### EXERCISE AIM
The result should be a verbatim copy of the whole listing.

::::::::

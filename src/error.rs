//! Unified error handling for the taskgrid crate
//!
//! Each boundary module owns a `thiserror` enum. [`Error`] wraps all of them
//! so callers crossing module boundaries can use one type.
//!
//! # Architecture
//!
//! - [`TaskgridErrorTrait`] - Common interface implemented by all error types
//! - [`ErrorCategory`] - Classification of errors for handling strategies
//! - [`Error`] - Unified error enum wrapping all domain-specific errors
//!
//! # Usage
//!
//! ```rust,ignore
//! use taskgrid::error::{Error, TaskgridErrorTrait};
//!
//! fn handle_error(err: Error) {
//!     if err.is_recoverable() {
//!         tracing::warn!(error = %err, "Retrying on next tick");
//!     } else {
//!         tracing::error!(error = %err, "Giving up");
//!     }
//! }
//! ```

use std::io;
use thiserror::Error;

pub use crate::coordination::CoordinationError;
pub use crate::prediction::PredictionError;
pub use crate::queue::QueueError;
pub use crate::scheduler::election::ElectionError;
pub use crate::storage::StoreError;
pub use crate::worker::executor::ExecutionError;
pub use crate::worker::registry::RegistryError;

/// Common trait for all taskgrid error types
pub trait TaskgridErrorTrait: std::error::Error {
    /// Whether the operation may succeed on the next loop iteration or tick
    fn is_recoverable(&self) -> bool;

    fn category(&self) -> ErrorCategory;
}

/// Classification of errors for handling strategies
#[derive(Debug, Clone, Copy, PartialEq, Eq, Hash)]
pub enum ErrorCategory {
    /// Discovery store, leases, election
    Coordination,
    /// Task queues and claim keys
    Queue,
    /// Relational task storage
    Storage,
    /// Prediction service
    Prediction,
    /// Configuration and validation errors
    Config,
    /// Task body execution
    Execution,
    /// Other/unknown errors
    Other,
}

impl ErrorCategory {
    pub fn as_str(&self) -> &'static str {
        match self {
            Self::Coordination => "coordination",
            Self::Queue => "queue",
            Self::Storage => "storage",
            Self::Prediction => "prediction",
            Self::Config => "config",
            Self::Execution => "execution",
            Self::Other => "other",
        }
    }
}

impl std::fmt::Display for ErrorCategory {
    fn fmt(&self, f: &mut std::fmt::Formatter<'_>) -> std::fmt::Result {
        write!(f, "{}", self.as_str())
    }
}

// ============================================================================
// Module errors
// ============================================================================

impl TaskgridErrorTrait for CoordinationError {
    fn is_recoverable(&self) -> bool {
        CoordinationError::is_recoverable(self)
    }

    fn category(&self) -> ErrorCategory {
        ErrorCategory::Coordination
    }
}

impl TaskgridErrorTrait for QueueError {
    fn is_recoverable(&self) -> bool {
        // Store errors clear up or get retried on the next iteration
        true
    }

    fn category(&self) -> ErrorCategory {
        ErrorCategory::Queue
    }
}

impl TaskgridErrorTrait for StoreError {
    fn is_recoverable(&self) -> bool {
        true
    }

    fn category(&self) -> ErrorCategory {
        ErrorCategory::Storage
    }
}

impl TaskgridErrorTrait for PredictionError {
    fn is_recoverable(&self) -> bool {
        !matches!(self, Self::Client(_) | Self::Decode(_))
    }

    fn category(&self) -> ErrorCategory {
        ErrorCategory::Prediction
    }
}

impl TaskgridErrorTrait for ElectionError {
    fn is_recoverable(&self) -> bool {
        true
    }

    fn category(&self) -> ErrorCategory {
        ErrorCategory::Coordination
    }
}

impl TaskgridErrorTrait for RegistryError {
    fn is_recoverable(&self) -> bool {
        !matches!(self, Self::Encode(_))
    }

    fn category(&self) -> ErrorCategory {
        ErrorCategory::Coordination
    }
}

impl TaskgridErrorTrait for ExecutionError {
    fn is_recoverable(&self) -> bool {
        matches!(self, Self::Failed(_))
    }

    fn category(&self) -> ErrorCategory {
        ErrorCategory::Execution
    }
}

// ============================================================================
// Unified error
// ============================================================================

/// Unified error type for the taskgrid crate
#[derive(Error, Debug)]
pub enum Error {
    #[error("Coordination error: {0}")]
    Coordination(#[from] CoordinationError),

    #[error("Queue error: {0}")]
    Queue(#[from] QueueError),

    #[error("Storage error: {0}")]
    Storage(#[from] StoreError),

    #[error("Prediction error: {0}")]
    Prediction(#[from] PredictionError),

    #[error("Election error: {0}")]
    Election(#[from] ElectionError),

    #[error("Registry error: {0}")]
    Registry(#[from] RegistryError),

    #[error("Execution error: {0}")]
    Execution(#[from] ExecutionError),

    /// Malformed serialized record; never retried
    #[error("JSON error: {0}")]
    Json(#[from] serde_json::Error),

    #[error("I/O error: {0}")]
    Io(#[from] io::Error),

    #[error("Config error: {0}")]
    Config(String),

    /// Generic error with context
    #[error("{context}")]
    Other {
        context: String,
        #[source]
        source: Option<Box<dyn std::error::Error + Send + Sync>>,
    },
}

impl TaskgridErrorTrait for Error {
    fn is_recoverable(&self) -> bool {
        match self {
            Self::Coordination(e) => TaskgridErrorTrait::is_recoverable(e),
            Self::Queue(e) => e.is_recoverable(),
            Self::Storage(e) => e.is_recoverable(),
            Self::Prediction(e) => e.is_recoverable(),
            Self::Election(e) => e.is_recoverable(),
            Self::Registry(e) => e.is_recoverable(),
            Self::Execution(e) => e.is_recoverable(),
            Self::Json(_) => false,
            Self::Io(_) => true,
            Self::Config(_) => false,
            Self::Other { .. } => false,
        }
    }

    fn category(&self) -> ErrorCategory {
        match self {
            Self::Coordination(e) => e.category(),
            Self::Queue(e) => e.category(),
            Self::Storage(e) => e.category(),
            Self::Prediction(e) => e.category(),
            Self::Election(e) => e.category(),
            Self::Registry(e) => e.category(),
            Self::Execution(e) => e.category(),
            Self::Json(_) => ErrorCategory::Queue,
            Self::Io(_) => ErrorCategory::Other,
            Self::Config(_) => ErrorCategory::Config,
            Self::Other { .. } => ErrorCategory::Other,
        }
    }
}

impl Error {
    /// Create a configuration error
    pub fn config(msg: impl Into<String>) -> Self {
        Self::Config(msg.into())
    }

    /// Create a generic error with context
    pub fn other(context: impl Into<String>) -> Self {
        Self::Other {
            context: context.into(),
            source: None,
        }
    }

    /// Create a generic error with context and source
    pub fn with_source(
        context: impl Into<String>,
        source: impl std::error::Error + Send + Sync + 'static,
    ) -> Self {
        Self::Other {
            context: context.into(),
            source: Some(Box::new(source)),
        }
    }
}

impl From<anyhow::Error> for Error {
    fn from(err: anyhow::Error) -> Self {
        Self::Other {
            context: err.to_string(),
            source: None,
        }
    }
}

/// Result type alias using the unified Error type
pub type Result<T> = std::result::Result<T, Error>;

::::::::

### REPLY
filename src/error.rs
//! Unified error handling for the taskgrid crate
//!
//! Each boundary module owns a `thiserror` enum. [`Error`] wraps all of them
//! so callers crossing module boundaries can use one type.
//!
//! # Architecture
//!
//! - [`TaskgridErrorTrait`] - Common interface implemented by all error types
//! - [`ErrorCategory`] - Classification of errors for handling strategies
//! - [`Error`] - Unified error enum wrapping all domain-specific errors
//!
//! # Usage
//!
//! ```rust,ignore
//! use taskgrid::error::{Error, TaskgridErrorTrait};
//!
//! fn handle_error(err: Error) {
//!     if err.is_recoverable() {
//!         tracing::warn!(error = %err, "Retrying on next tick");
//!     } else {
//!         tracing::error!(error = %err, "Giving up");
//!     }
//! }
//! ```

use std::io;
use thiserror::Error;

pub use crate::coordination::CoordinationError;
pub use crate::prediction::PredictionError;
pub use crate::queue::QueueError;
pub use crate::scheduler::election::ElectionError;
pub use crate::storage::StoreError;
pub use crate::worker::executor::ExecutionError;
pub use crate::worker::registry::RegistryError;

/// Common trait for all taskgrid error types
pub trait TaskgridErrorTrait: std::error::Error {
    /// Whether the operation may succeed on the next loop iteration or tick
    fn is_recoverable(&self) -> bool;

    fn category(&self) -> ErrorCategory;
}

/// Classification of errors for handling strategies
#[derive(Debug, Clone, Copy, PartialEq, Eq, Hash)]
pub enum ErrorCategory {
    /// Discovery store, leases, election
    Coordination,
    /// Task queues and claim keys
    Queue,
    /// Relational task storage
    Storage,
    /// Prediction service
    Prediction,
    /// Configuration and validation errors
    Config,
    /// Task body execution
    Execution,
    /// Other/unknown errors
    Other,
}

impl ErrorCategory {
    pub fn as_str(&self) -> &'static str {
        match self {
            Self::Coordination => "coordination",
            Self::Queue => "queue",
            Self::Storage => "storage",
            Self::Prediction => "prediction",
            Self::Config => "config",
            Self::Execution => "execution",
            Self::Other => "other",
        }
    }
}

impl std::fmt::Display for ErrorCategory {
    fn fmt(&self, f: &mut std::fmt::Formatter<'_>) -> std::fmt::Result {
        write!(f, "{}", self.as_str())
    }
}

// ============================================================================
// Module errors
// ============================================================================

impl TaskgridErrorTrait for CoordinationError {
    fn is_recoverable(&self) -> bool {
        CoordinationError::is_recoverable(self)
    }

    fn category(&self) -> ErrorCategory {
        ErrorCategory::Coordination
    }
}

impl TaskgridErrorTrait for QueueError {
    fn is_recoverable(&self) -> bool {
        // Store errors clear up or get retried on the next iteration
        true
    }

    fn category(&self) -> ErrorCategory {
        ErrorCategory::Queue
    }
}

impl TaskgridErrorTrait for StoreError {
    fn is_recoverable(&self) -> bool {
        true
    }

    fn category(&self) -> ErrorCategory {
        ErrorCategory::Storage
    }
}

impl TaskgridErrorTrait for PredictionError {
    fn is_recoverable(&self) -> bool {
        !matches!(self, Self::Client(_) | Self::Decode(_))
    }

    fn category(&self) -> ErrorCategory {
        ErrorCategory::Prediction
    }
}

impl TaskgridErrorTrait for ElectionError {
    fn is_recoverable(&self) -> bool {
        true
    }

    fn category(&self) -> ErrorCategory {
        ErrorCategory::Coordination
    }
}

impl TaskgridErrorTrait for RegistryError {
    fn is_recoverable(&self) -> bool {
        !matches!(self, Self::Encode(_))
    }

    fn category(&self) -> ErrorCategory {
        ErrorCategory::Coordination
    }
}

impl TaskgridErrorTrait for ExecutionError {
    fn is_recoverable(&self) -> bool {
        matches!(self, Self::Failed(_))
    }

    fn category(&self) -> ErrorCategory {
        ErrorCategory::Execution
    }
}

// ============================================================================
// Unified error
// ============================================================================

/// Unified error type for the taskgrid crate
#[derive(Error, Debug)]
pub enum Error {
    #[error("Coordination error: {0}")]
    Coordination(#[from] CoordinationError),

    #[error("Queue error: {0}")]
    Queue(#[from] QueueError),

    #[error("Storage error: {0}")]
    Storage(#[from] StoreError),

    #[error("Prediction error: {0}")]
    Prediction(#[from] PredictionError),

    #[error("Election error: {0}")]
    Election(#[from] ElectionError),

    #[error("Registry error: {0}")]
    Registry(#[from] RegistryError),

    #[error("Execution error: {0}")]
    Execution(#[from] ExecutionError),

    /// Malformed serialized record; never retried
    #[error("JSON error: {0}")]
    Json(#[from] serde_json::Error),

    #[error("I/O error: {0}")]
    Io(#[from] io::Error),

    #[error("Config error: {0}")]
    Config(String),

    /// Generic error with context
    #[error("{context}")]
    Other {
        context: String,
        #[source]
        source: Option<Box<dyn std::error::Error + Send + Sync>>,
    },
}

impl TaskgridErrorTrait for Error {
    fn is_recoverable(&self) -> bool {
        match self {
            Self::Coordination(e) => TaskgridErrorTrait::is_recoverable(e),
            Self::Queue(e) => e.is_recoverable(),
            Self::Storage(e) => e.is_recoverable(),
            Self::Prediction(e) => e.is_recoverable(),
            Self::Election(e) => e.is_recoverable(),
            Self::Registry(e) => e.is_recoverable(),
            Self::Execution(e) => e.is_recoverable(),
            Self::Json(_) => false,
            Self::Io(_) => true,
            Self::Config(_) => false,
            Self::Other { .. } => false,
        }
    }

    fn category(&self) -> ErrorCategory {
        match self {
            Self::Coordination(e) => e.category(),
            Self::Queue(e) => e.category(),
            Self::Storage(e) => e.category(),
            Self::Prediction(e) => e.category(),
            Self::Election(e) => e.category(),
            Self::Registry(e) => e.category(),
            Self::Execution(e) => e.category(),
            Self::Json(_) => ErrorCategory::Queue,
            Self::Io(_) => ErrorCategory::Other,
            Self::Config(_) => ErrorCategory::Config,
            Self::Other { .. } => ErrorCategory::Other,
        }
    }
}

impl Error {
    /// Create a configuration error
    pub fn config(msg: impl Into<String>) -> Self {
        Self::Config(msg.into())
    }

    /// Create a generic error with context
    pub fn other(context: impl Into<String>) -> Self {
        Self::Other {
            context: context.into(),
            source: None,
        }
    }

    /// Create a generic error with context and source
    pub fn with_source(
        context: impl Into<String>,
        source: impl std::error::Error + Send + Sync + 'static,
    ) -> Self {
        Self::Other {
            context: context.into(),
            source: Some(Box::new(source)),
        }
    }
}

impl From<anyhow::Error> for Error {
    fn from(err: anyhow::Error) -> Self {
        Self::Other {
            context: err.to_string(),
            source: None,
        }
    }
}

/// Result type alias using the unified Error type
pub type Result<T> = std::result::Result<T, Error>;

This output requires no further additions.